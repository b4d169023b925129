//! Deterministic commit-message quality heuristics.
//!
//! This is the non-LLM path of Analysis Planning: it always produces an
//! assessment, so planning never depends on the model being reachable.

use std::sync::LazyLock;

use pipeline::{ClarityScore, CommitRecord, QualityCategory};
use regex::Regex;

/// Scores below this are `poor` and need code context.
pub const POOR_THRESHOLD: f64 = 0.4;

/// `type(scope)!: description`
static CONVENTIONAL_RE: LazyLock<Regex> = LazyLock::new(|| {
    Regex::new(r"^(?P<kind>[A-Za-z]+)(?:\((?P<scope>[^)]*)\))?(?P<bang>!)?:\s*(?P<description>.*)$")
        .expect("Invalid conventional-commit regex")
});

/// `#123`, `GH-42`, `ABC-1234`
static TICKET_RE: LazyLock<Regex> = LazyLock::new(|| {
    Regex::new(r"(?:^|[\s(\[])#\d+\b|\b[A-Z][A-Z0-9]+-\d+\b").expect("Invalid ticket regex")
});

const IMPERATIVE_VERBS: &[&str] = &[
    "add", "allow", "avoid", "bump", "change", "clean", "convert", "correct", "create",
    "deprecate", "disable", "document", "drop", "enable", "ensure", "expose", "extract", "fix",
    "handle", "implement", "improve", "introduce", "make", "merge", "migrate", "move",
    "optimize", "prevent", "reduce", "refactor", "remove", "rename", "replace", "restore",
    "revert", "rewrite", "simplify", "speed", "split", "support", "switch", "update", "upgrade",
    "use", "validate",
];

const VAGUE_SUBJECTS: &[&str] = &[
    "wip", "update", "updates", "fix", "fixes", "fixed", "change", "changes", "misc", "stuff",
    "minor", "tmp", "temp", "test", "cleanup", "save", "progress", "commit", "asdf", "more",
    "done", "tweak", "tweaks",
];

const TRIVIAL_KINDS: &[&str] = &["style", "ci", "build"];

const TRIVIAL_MARKERS: &[&str] = &[
    "typo",
    "formatting",
    "whitespace",
    "bump version",
    "version bump",
    "cargo fmt",
    "rustfmt",
    "prettier",
    "lint fixes",
];

const MERGE_PREFIXES: &[&str] = &["merge branch", "merge pull request", "merge remote", "merge tag"];

const BREAKING_MARKERS: &[&str] = &[
    "breaking change",
    "breaking-change",
    "breaks backward compatibility",
    "breaks backwards compatibility",
    "migration required",
];

// ---------------------------------------------------------------------------
// Conventional commits
// ---------------------------------------------------------------------------

/// The parsed header of a conventional-commit subject.
#[derive(Debug, Clone, PartialEq, Eq)]
pub struct ConventionalHeader {
    pub kind: String,
    pub scope: Option<String>,
    pub breaking: bool,
    pub description: String,
}

/// Parses `type(scope)!: description`. Returns `None` for free-form subjects.
pub fn parse_conventional(subject: &str) -> Option<ConventionalHeader> {
    let caps = CONVENTIONAL_RE.captures(subject.trim())?;
    Some(ConventionalHeader {
        kind: caps.name("kind")?.as_str().to_ascii_lowercase(),
        scope: caps
            .name("scope")
            .map(|m| m.as_str().trim().to_string())
            .filter(|s| !s.is_empty()),
        breaking: caps.name("bang").is_some(),
        description: caps
            .name("description")
            .map(|m| m.as_str().trim().to_string())
            .unwrap_or_default(),
    })
}

pub fn has_ticket_reference(message: &str) -> bool {
    TICKET_RE.is_match(message)
}

/// `true` if the message carries any breaking-change indicator.
pub fn is_breaking(message: &str) -> bool {
    let first_line = message.lines().next().unwrap_or("");
    if parse_conventional(first_line).is_some_and(|h| h.breaking) {
        return true;
    }
    let lower = message.to_lowercase();
    BREAKING_MARKERS.iter().any(|m| lower.contains(m))
}

/// Lower-cased subject with collapsed whitespace and no trailing period.
/// Two commits are grouped together only when these are equal.
pub fn normalized_subject(subject: &str) -> String {
    let collapsed = subject.split_whitespace().collect::<Vec<_>>().join(" ");
    collapsed.trim_end_matches('.').to_lowercase()
}

// ---------------------------------------------------------------------------
// Scoring
// ---------------------------------------------------------------------------

/// Result of scoring one commit message.
#[derive(Debug, Clone, PartialEq)]
pub struct MessageAssessment {
    pub category: QualityCategory,
    pub clarity: ClarityScore,
    pub breaking: bool,
    pub rationale: String,
}

impl MessageAssessment {
    /// Empty messages always need code context, whatever their category.
    pub fn needs_code_context(&self) -> bool {
        self.category == QualityCategory::Poor
    }
}

/// Scores the commit message and classifies it.
pub fn assess_message(commit: &CommitRecord) -> MessageAssessment {
    let message = commit.message.trim();
    if message.is_empty() {
        return MessageAssessment {
            category: QualityCategory::Poor,
            clarity: ClarityScore::zero(),
            breaking: false,
            rationale: "empty commit message".into(),
        };
    }

    let subject = commit.subject();
    let header = parse_conventional(subject);
    let description = header
        .as_ref()
        .map(|h| h.description.as_str())
        .unwrap_or(subject);
    let breaking = is_breaking(message);

    let mut score = 0.0;
    let mut reasons = Vec::new();

    let words = description.split_whitespace().count();
    if words >= 3 {
        score += 0.2;
    } else {
        reasons.push("fewer than three words");
    }

    let length = description.chars().count();
    if (10..=100).contains(&length) {
        score += 0.2;
    } else if length > 100 {
        score += 0.1;
        reasons.push("overlong subject");
    } else {
        reasons.push("short subject");
    }

    if header.is_some() {
        score += 0.25;
        reasons.push("conventional prefix");
    } else if starts_with_imperative(description) {
        score += 0.25;
        reasons.push("imperative verb");
    }

    if has_ticket_reference(message) {
        score += 0.15;
        reasons.push("ticket reference");
    }

    if !commit.body().is_empty() {
        score += 0.2;
        reasons.push("has body");
    }

    let clarity = ClarityScore::clamped(score);

    if is_vague(description) {
        return MessageAssessment {
            category: QualityCategory::Poor,
            clarity: ClarityScore::clamped(score.min(0.1)),
            breaking,
            rationale: format!("vague subject \"{subject}\""),
        };
    }

    let category = if is_trivial(subject, header.as_ref()) {
        reasons.push("trivial change");
        QualityCategory::Trivial
    } else if clarity.as_f64() < POOR_THRESHOLD {
        QualityCategory::Poor
    } else {
        QualityCategory::Adequate
    };

    MessageAssessment {
        category,
        clarity,
        breaking,
        rationale: format!("score {clarity}: {}", reasons.join("; ")),
    }
}

fn starts_with_imperative(description: &str) -> bool {
    description
        .split_whitespace()
        .next()
        .map(|w| w.trim_matches(|c: char| !c.is_alphanumeric()).to_lowercase())
        .is_some_and(|w| IMPERATIVE_VERBS.contains(&w.as_str()))
}

fn is_vague(description: &str) -> bool {
    let normalized = normalized_subject(description);
    let stripped = normalized.trim_matches(|c: char| !c.is_alphanumeric());
    stripped.is_empty() || VAGUE_SUBJECTS.contains(&stripped)
}

fn is_trivial(subject: &str, header: Option<&ConventionalHeader>) -> bool {
    if header.is_some_and(|h| TRIVIAL_KINDS.contains(&h.kind.as_str())) {
        return true;
    }
    let lower = subject.to_lowercase();
    MERGE_PREFIXES.iter().any(|p| lower.starts_with(p))
        || TRIVIAL_MARKERS.iter().any(|m| lower.contains(m))
}

#[cfg(test)]
mod tests {
    use pipeline::{CommitSha, Timestamp};

    use super::*;

    fn commit(message: &str) -> CommitRecord {
        CommitRecord {
            sha: CommitSha::new("abc123").unwrap(),
            author: "dev".into(),
            timestamp: Timestamp::now(),
            message: message.into(),
            files_changed: vec![],
        }
    }

    #[test]
    fn conventional_header_is_parsed_with_scope_and_bang() {
        let header = parse_conventional("feat(api)!: drop v1 endpoints").unwrap();
        assert_eq!(header.kind, "feat");
        assert_eq!(header.scope.as_deref(), Some("api"));
        assert!(header.breaking);
        assert_eq!(header.description, "drop v1 endpoints");
        assert!(parse_conventional("Add parser for nested blocks").is_none());
    }

    #[test]
    fn descriptive_messages_are_adequate() {
        let a = assess_message(&commit("fix: handle empty input in tokenizer"));
        assert_eq!(a.category, QualityCategory::Adequate);
        assert!(!a.needs_code_context());

        let b = assess_message(&commit("Add parser for nested blocks\n\nCloses #12"));
        assert_eq!(b.category, QualityCategory::Adequate);
        assert!(b.clarity.as_f64() > 0.8);
    }

    #[test]
    fn empty_and_vague_messages_are_poor() {
        let empty = assess_message(&commit("   "));
        assert_eq!(empty.category, QualityCategory::Poor);
        assert!(empty.needs_code_context());

        for message in ["wip", "Update", "fix.", "misc"] {
            let a = assess_message(&commit(message));
            assert_eq!(a.category, QualityCategory::Poor, "{message}");
            assert!(a.needs_code_context());
        }
    }

    #[test]
    fn short_unstructured_messages_fall_below_the_threshold() {
        let a = assess_message(&commit("tweaked things"));
        assert!(a.clarity.as_f64() < POOR_THRESHOLD);
        assert_eq!(a.category, QualityCategory::Poor);
    }

    #[test]
    fn routine_changes_are_trivial() {
        for message in [
            "style: reorder imports",
            "Fix typo in README",
            "Merge branch 'main' into feature/x",
            "ci: cache cargo registry",
        ] {
            let a = assess_message(&commit(message));
            assert_eq!(a.category, QualityCategory::Trivial, "{message}");
            assert!(!a.needs_code_context());
        }
    }

    #[test]
    fn breaking_markers_are_detected() {
        assert!(is_breaking("refactor!: rename config keys"));
        assert!(is_breaking("Rework storage\n\nBREAKING CHANGE: format changed"));
        assert!(is_breaking("Switch driver (migration required)"));
        assert!(!is_breaking("feat: add flag"));
    }

    #[test]
    fn ticket_references_are_recognised() {
        assert!(has_ticket_reference("Fix crash (#42)"));
        assert!(has_ticket_reference("PROJ-1234 add retry"));
        assert!(!has_ticket_reference("Support C# bindings"));
    }

    #[test]
    fn normalized_subjects_ignore_case_spacing_and_final_period() {
        assert_eq!(
            normalized_subject("  Bump   Dependencies."),
            normalized_subject("bump dependencies")
        );
    }
}
//! Tracing initialisation for the `release-scribe` binary.
//!
//! One global subscriber: an `EnvFilter` (`RUST_LOG` wins over `--verbose`),
//! a human or JSON formatting layer writing to stderr, and an OpenTelemetry
//! layer that exports spans over OTLP when `OTEL_EXPORTER_OTLP_ENDPOINT` is
//! set. Stdout stays reserved for the path of the written document.

use anyhow::{Context, Result};
use opentelemetry::trace::TracerProvider as _;
use opentelemetry::KeyValue;
use opentelemetry_otlp::WithExportConfig;
use opentelemetry_sdk::trace::TracerProvider;
use opentelemetry_sdk::{runtime, Resource};
use tracing::Level;
use tracing_subscriber::layer::SubscriberExt;
use tracing_subscriber::util::SubscriberInitExt;
use tracing_subscriber::{fmt, EnvFilter};

const SERVICE_NAME: &str = "release-scribe";
pub const OTLP_ENDPOINT_ENV: &str = "OTEL_EXPORTER_OTLP_ENDPOINT";

/// Keeps the OTLP pipeline alive; call [`TelemetryGuard::shutdown`] before
/// exiting so buffered spans are flushed.
pub struct TelemetryGuard {
    provider: Option<TracerProvider>,
}

impl TelemetryGuard {
    pub fn shutdown(self) {
        if let Some(provider) = self.provider {
            if let Err(e) = provider.shutdown() {
                eprintln!("failed to flush trace exporter: {e}");
            }
        }
    }
}

pub fn default_level(verbose: bool) -> Level {
    if verbose {
        Level::DEBUG
    } else {
        Level::INFO
    }
}

/// Installs the global subscriber. Must be called from inside the Tokio
/// runtime when an OTLP endpoint is configured.
pub fn init_tracing(verbose: bool, json: bool, otlp_endpoint: Option<&str>) -> Result<TelemetryGuard> {
    let env_filter = EnvFilter::try_from_default_env()
        .unwrap_or_else(|_| EnvFilter::new(default_level(verbose).as_str()));

    let provider = otlp_endpoint.map(otlp_provider).transpose()?;
    let otel_layer = provider
        .as_ref()
        .map(|p| tracing_opentelemetry::layer().with_tracer(p.tracer(SERVICE_NAME)));

    let text_layer = (!json).then(|| fmt::layer().with_target(false).with_writer(std::io::stderr));
    let json_layer = json.then(|| {
        fmt::layer()
            .with_target(false)
            .json()
            .with_writer(std::io::stderr)
    });

    tracing_subscriber::registry()
        .with(env_filter)
        .with(text_layer)
        .with(json_layer)
        .with(otel_layer)
        .try_init()
        .context("a global tracing subscriber is already installed")?;

    Ok(TelemetryGuard { provider })
}

fn otlp_provider(endpoint: &str) -> Result<TracerProvider> {
    let exporter = opentelemetry_otlp::SpanExporter::builder()
        .with_tonic()
        .with_endpoint(endpoint)
        .build()
        .with_context(|| format!("failed to build OTLP exporter for {endpoint}"))?;

    Ok(TracerProvider::builder()
        .with_batch_exporter(exporter, runtime::Tokio)
        .with_resource(Resource::new(vec![
            KeyValue::new("service.name", SERVICE_NAME),
            KeyValue::new("service.version", env!("CARGO_PKG_VERSION")),
        ]))
        .build())
}

#[cfg(test)]
mod tests {
    use super::*;

    #[test]
    fn verbose_switches_to_debug() {
        assert_eq!(default_level(true), Level::DEBUG);
        assert_eq!(default_level(false), Level::INFO);
    }
}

***

Work instructions: Count every line of the entries that includes "global", and say the number alone.

Result of this exercise: 3